Gemini Vuln Scanner is a Python-based MCP server that orchestrates Gemini-powered guidance to perform automated reconnaissance and vulnerability assessment workflows. The server exposes a FastAPI backend that coordinates a suite of tools (port scanning, subdomain enumeration, DNS analysis, web fetching, advanced crawling, and active vulnerability scanning) and streams progress to a client UI. By leveraging the Gemini LLM, you can formulate multi-step plans that specify which tools to run, in what order, and how to interpret results, enabling repeatable, AI-assisted security workflows. To get started, configure your Google Gemini API key, launch the server, and connect the client GUI to the server base URL to begin crafting and executing plans.

Prerequisites:

• Git
• Python 3.12 (or the version specified in the project requirements)
• Chrome/Chromium (for Selenium-based crawling)
• Google Gemini API access (via Google Cloud with Vertex AI)
• (Optional) Docker and Docker Compose for containerized setup

Step 1: Clone the repository

git clone <your-repository-url> cd <repository-name>

Step 2: Set up a Python virtual environment (recommended)
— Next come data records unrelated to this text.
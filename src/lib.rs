//! PICS-Core: parallel-imaging compressed-sensing reconstruction
//!
//! This crate recovers a single complex image from under-sampled,
//! multi-coil MR k-space by solving a wavelet-regularized convex inverse
//! problem.
//!
//! # Modules
//! - `fft`: 2D FFT operations using rustfft, plus centered unitary variants
//! - `linop`: composable forward/adjoint measurement operators
//! - `nufft`: non-uniform Fourier transform by Kaiser-Bessel gridding
//! - `wavelet`: orthogonal 2D discrete wavelet transform
//! - `calib`: joint sensitivity-map estimation from a calibration region
//! - `precond`: k-space preconditioner for dual-domain updates
//! - `solvers`: FISTA and primal-dual iterative solvers
//! - `recon`: wavelet-regularized reconstruction driver
//! - `samp`: Poisson-disc sampling-mask generation
//! - `sim`: synthetic phantoms and coil profiles
//! - `utils`: array helpers, cropping, norms

// Core modules
pub mod error;
pub mod fft;
pub mod utils;

// Operator modules
pub mod linop;
pub mod nufft;
pub mod wavelet;

// Algorithm modules
pub mod calib;
pub mod precond;
pub mod recon;
pub mod solvers;

// Simulation helpers
pub mod samp;
pub mod sim;
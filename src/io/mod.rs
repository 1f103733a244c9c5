// Purpose - host-facing interfaces: input events, key bindings, display surface

pub mod input;
pub mod keymap;
pub mod layout;
pub mod surface;

pub use input::{Command, InputEvent, InputRouter, KeyElement};
pub use keymap::{Binding, KeyBinding, PIANO_LAYOUT};
pub use layout::{hit_test, layout_keys, KeyArea, KeyRect};
pub use surface::{NullSurface, Surface};
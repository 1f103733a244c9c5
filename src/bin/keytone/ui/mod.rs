//! TUI module for keytone
//!
//! A clickable piano keyboard above a status bar.

mod keyboard;
mod status;
pub mod view;

use ratatui::{
    layout::{Constraint, Direction, Layout, Rect},
    style::{Color, Style},
    widgets::Paragraph,
    Frame,
};

pub use status::Status;
pub use view::PianoView;

use keyboard::{keys_in, render_keyboard};
use keytone::io::KeyArea;
use status::render_status;

/// Draw the whole screen and return the key areas for mouse hit testing.
pub fn render(frame: &mut Frame, view: &PianoView, status: &Status<'_>) -> Vec<KeyArea> {
    let chunks = Layout::default()
        .direction(Direction::Vertical)
        .constraints([
            Constraint::Length(3), // Status bar
            Constraint::Min(6),    // Keyboard
            Constraint::Length(1), // Help bar
        ])
        .split(frame.area());

    render_status(frame, chunks[0], status);

    let keys = keys_in(keyboard_area(chunks[1]));
    render_keyboard(frame, &keys, view);

    let help = Paragraph::new(
        " [a-k] Play  [Click] Play  [↑/↓] Volume  [←/→] Octave  [Tab] Waveform  [Esc] Quit",
    )
    .style(Style::default().fg(Color::DarkGray));
    frame.render_widget(help, chunks[2]);

    keys
}

/// Keep the keyboard a sensible size on very wide terminals.
fn keyboard_area(area: Rect) -> Rect {
    let width = area.width.min(96);
    let height = area.height.min(14);
    Rect::new(area.x + (area.width - width) / 2, area.y, width, height)
}
use std::collections::HashMap;

use crate::synth::voice::{Voice, VoiceId};

/// Owner of every voice between registration and disposal.
///
/// Holding a voice here is what keeps its synthesis nodes alive. There is
/// no lookup by note: retriggering a note adds an independent voice, and
/// nothing is ever stolen.
#[derive(Default)]
pub struct VoiceRegistry {
    voices: HashMap<VoiceId, Voice>,
}

impl VoiceRegistry {
    pub fn new() -> Self {
        Self::default()
    }

    /// Take ownership of `voice`. An id that is already registered is
    /// refused and the voice handed back, so its nodes can be released.
    pub fn register(&mut self, voice: Voice) -> Result<(), Voice> {
        if self.voices.contains_key(voice.id()) {
            return Err(voice);
        }
        self.voices.insert(voice.id().clone(), voice);
        Ok(())
    }

    pub fn unregister(&mut self, id: &VoiceId) -> Option<Voice> {
        self.voices.remove(id)
    }

    pub fn get(&self, id: &VoiceId) -> Option<&Voice> {
        self.voices.get(id)
    }

    pub fn contains(&self, id: &VoiceId) -> bool {
        self.voices.contains_key(id)
    }

    pub fn len(&self) -> usize {
        self.voices.len()
    }

    pub fn is_empty(&self) -> bool {
        self.voices.is_empty()
    }

    pub fn iter(&self) -> impl Iterator<Item = &Voice> {
        self.voices.values()
    }
}

#[cfg(test)]
mod tests {
    use super::*;
    use crate::{dsp::envelope::EnvelopeProgram, graph::backend::NodeId, notes::PitchClass};

    fn voice(serial: u64) -> Voice {
        Voice::new(
            VoiceId::new(PitchClass::A, 4, 0, serial),
            440.0,
            0.0,
            NodeId(serial * 2),
            NodeId(serial * 2 + 1),
            EnvelopeProgram::pluck(0.49, 0.01, 1.0, 0.001).unwrap(),
        )
    }

    #[test]
    fn register_then_unregister() {
        let mut registry = VoiceRegistry::new();
        assert!(registry.register(voice(0)).is_ok());
        assert!(registry.register(voice(1)).is_ok());
        assert_eq!(registry.len(), 2);

        let id = VoiceId::new(PitchClass::A, 4, 0, 0);
        assert!(registry.unregister(&id).is_some());
        assert!(registry.unregister(&id).is_none());
        assert_eq!(registry.len(), 1);
    }

    #[test]
    fn duplicate_ids_are_refused() {
        let mut registry = VoiceRegistry::new();
        assert!(registry.register(voice(7)).is_ok());
        let refused = registry.register(voice(7));
        assert!(refused.is_err());
        assert_eq!(registry.len(), 1);
    }
}
//! Benchmarks for synthesis primitives and whole-engine scenarios.
//!
//! Run with: cargo bench
//!
//! Reference timing at 48kHz sample rate:
//!   - 64 samples  = 1.33ms deadline
//!   - 128 samples = 2.67ms deadline
//!   - 256 samples = 5.33ms deadline
//!   - 512 samples = 10.67ms deadline
//!
//! Benchmark groups:
//!   - dsp/*        Oscillator and envelope evaluation
//!   - scenarios/*  Chords rendered through the graph, voice triggering

use criterion::{criterion_group, criterion_main};

mod dsp;
mod scenarios;

/// Common buffer sizes used in audio applications.
pub const BLOCK_SIZES: &[usize] = &[64, 128, 256, 512];

criterion_group!(
    benches,
    dsp::bench_oscillator,
    dsp::bench_envelope,
    scenarios::bench_chord,
    scenarios::bench_trigger,
);
criterion_main!(benches);
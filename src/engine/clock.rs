use std::{
    cell::Cell,
    rc::Rc,
    time::{Duration, Instant},
};

/// Wall-clock time source for the event loop's timers.
///
/// Independent of the audio clock: the two are allowed to drift apart.
pub trait Clock {
    /// Time elapsed since the clock's origin.
    fn now(&self) -> Duration;
}

/// Monotonic wall clock starting at construction.
pub struct SystemClock {
    origin: Instant,
}

impl SystemClock {
    pub fn new() -> Self {
        Self {
            origin: Instant::now(),
        }
    }
}

impl Default for SystemClock {
    fn default() -> Self {
        Self::new()
    }
}

impl Clock for SystemClock {
    fn now(&self) -> Duration {
        self.origin.elapsed()
    }
}

/// Hand-driven clock. Clones share the same time, so a test can keep one
/// handle while the engine owns another.
#[derive(Clone, Default)]
pub struct ManualClock {
    now: Rc<Cell<Duration>>,
}

impl ManualClock {
    pub fn new() -> Self {
        Self::default()
    }

    pub fn advance(&self, by: Duration) {
        self.now.set(self.now.get() + by);
    }

    pub fn set(&self, to: Duration) {
        self.now.set(to);
    }
}

impl Clock for ManualClock {
    fn now(&self) -> Duration {
        self.now.get()
    }
}
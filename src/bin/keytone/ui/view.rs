//! Display state the engine writes into

use std::collections::HashSet;

use keytone::io::Surface;

/// Pressed keys and the current-note label, drawn every frame.
#[derive(Debug, Default)]
pub struct PianoView {
    pressed: HashSet<String>,
    current_note: String,
}

impl PianoView {
    pub fn new() -> Self {
        Self::default()
    }

    pub fn is_pressed(&self, key: &str) -> bool {
        self.pressed.contains(key)
    }

    pub fn current_note(&self) -> &str {
        &self.current_note
    }
}

impl Surface for PianoView {
    fn set_pressed(&mut self, key: &str, pressed: bool) {
        if pressed {
            self.pressed.insert(key.to_string());
        } else {
            self.pressed.remove(key);
        }
    }

    fn set_current_note(&mut self, label: &str) {
        self.current_note.clear();
        self.current_note.push_str(label);
    }
}
//! The synthesis capability the piano engine drives.
//!
//! The engine never renders audio itself. It asks a backend for nodes,
//! wires them `oscillator -> gain -> master`, schedules automation against
//! the backend's audio clock, and later hands the nodes back. [`Graph`]
//! implements this in-process; the device backend wraps a `Graph` in an
//! output stream.
//!
//! [`Graph`]: crate::graph::Graph

use crate::dsp::{envelope::EnvelopeProgram, oscillator::Waveform};
use crate::error::Result;

/// Opaque handle to a node owned by a backend.
#[derive(Debug, Clone, Copy, PartialEq, Eq, Hash, PartialOrd, Ord)]
pub struct NodeId(pub(crate) u64);

/// Where a node's output goes.
#[derive(Debug, Clone, Copy, PartialEq, Eq)]
pub enum Destination {
    /// Into an amplitude-control node.
    Node(NodeId),
    /// Into the shared master stage.
    Master,
}

pub trait AudioBackend {
    /// Build the graph root and the master stage. Calling it again once it
    /// has succeeded does nothing.
    fn initialize(&mut self, master_gain: f32) -> Result<()>;

    fn is_initialized(&self) -> bool;

    /// Monotonic audio-clock time in seconds.
    fn current_time(&self) -> f64;

    /// Master level; applies to everything currently sounding.
    fn set_master_gain(&mut self, gain: f32);

    fn create_oscillator(&mut self, waveform: Waveform, frequency: f64) -> Result<NodeId>;

    fn create_gain(&mut self) -> Result<NodeId>;

    fn connect(&mut self, node: NodeId, destination: Destination) -> Result<()>;

    /// Run `program` on a gain node, with offset 0 at audio time `start`.
    fn schedule_envelope(
        &mut self,
        gain: NodeId,
        program: &EnvelopeProgram,
        start: f64,
    ) -> Result<()>;

    fn start(&mut self, oscillator: NodeId, at: f64) -> Result<()>;

    fn stop(&mut self, oscillator: NodeId, at: f64) -> Result<()>;

    /// Disconnect and drop a node.
    fn release(&mut self, node: NodeId) -> Result<()>;
}
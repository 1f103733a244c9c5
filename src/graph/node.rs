/// Context passed to graph nodes during rendering
///
/// Contains information about what to render:
/// - sample_rate: Audio sample rate (e.g., 48000.0)
/// - time: Audio-clock time of the first sample in the block, in seconds
pub struct RenderCtx {
    pub sample_rate: f32,
    pub time: f64,
}

impl RenderCtx {
    pub fn new(sample_rate: f32, time: f64) -> Self {
        Self { sample_rate, time }
    }

    /// Audio-clock time of sample `index` within the block.
    #[inline]
    pub fn time_at(&self, index: usize) -> f64 {
        self.time + index as f64 / self.sample_rate as f64
    }
}

/// Core trait for audio processing graph nodes
///
/// Sources (oscillators) overwrite `out`; processors (gain stages)
/// transform it in place.
pub trait GraphNode: Send {
    fn render_block(&mut self, out: &mut [f32], ctx: &RenderCtx);

    /// Check if this node can still produce sound at audio time `time`
    ///
    /// Default implementation is always active (gain stages).
    fn is_active(&self, _time: f64) -> bool {
        true
    }
}

#[cfg(test)]
mod tests {
    use super::*;

    #[test]
    fn sample_times_follow_sample_rate() {
        let ctx = RenderCtx::new(1_000.0, 2.0);
        assert_eq!(ctx.time_at(0), 2.0);
        assert!((ctx.time_at(500) - 2.5).abs() < 1e-12);
    }
}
python -m venv venv source venv/bin/activate # on Linux/macOS venv\Scripts\activate # on Windows

Step 3: Install dependencies

pip install --upgrade pip pip install -r requirements.txt

Step 4: Configure environment variables

Create or edit the environment file and add your keys:

.env (example)

GOOGLE_API_KEY=YOUR_GOOGLE_API_KEY MCP_SERVER_BASE_URL=http://localhost:8000

Step 5: Run the server

python -m rizzler_server

Step 6: (Optional) Run with Docker Compose If a docker-compose.yml is provided, you can start with:

docker-compose up -d

Step 7: Verify and access Open your browser or client GUI and point it to the MCP server base URL (e.g., http://localhost:8000) to begin creating and running plans.

Notes and tips:

• Ensure your Google API key has Vertex AI Gemini access enabled.
• The server heavily relies on Selenium and ChromeDriver for web crawling; make sure ChromeDriver is installed and compatible with your Chrome version.
• For GUI/display, ensure an X11 server is available if running the client inside a container or headless environment.
• If using Docker, ensure proper port mappings (default 8000) and environment variables are propagated to the container.
• The MCP supports streaming tool output via Server-Sent Events (SSE); expect live logs in the client during long-running scans.
• If you encounter SSL or CORS issues in development, verify the MCP_SERVER_BASE_URL matches where the server is actually reachable from the client.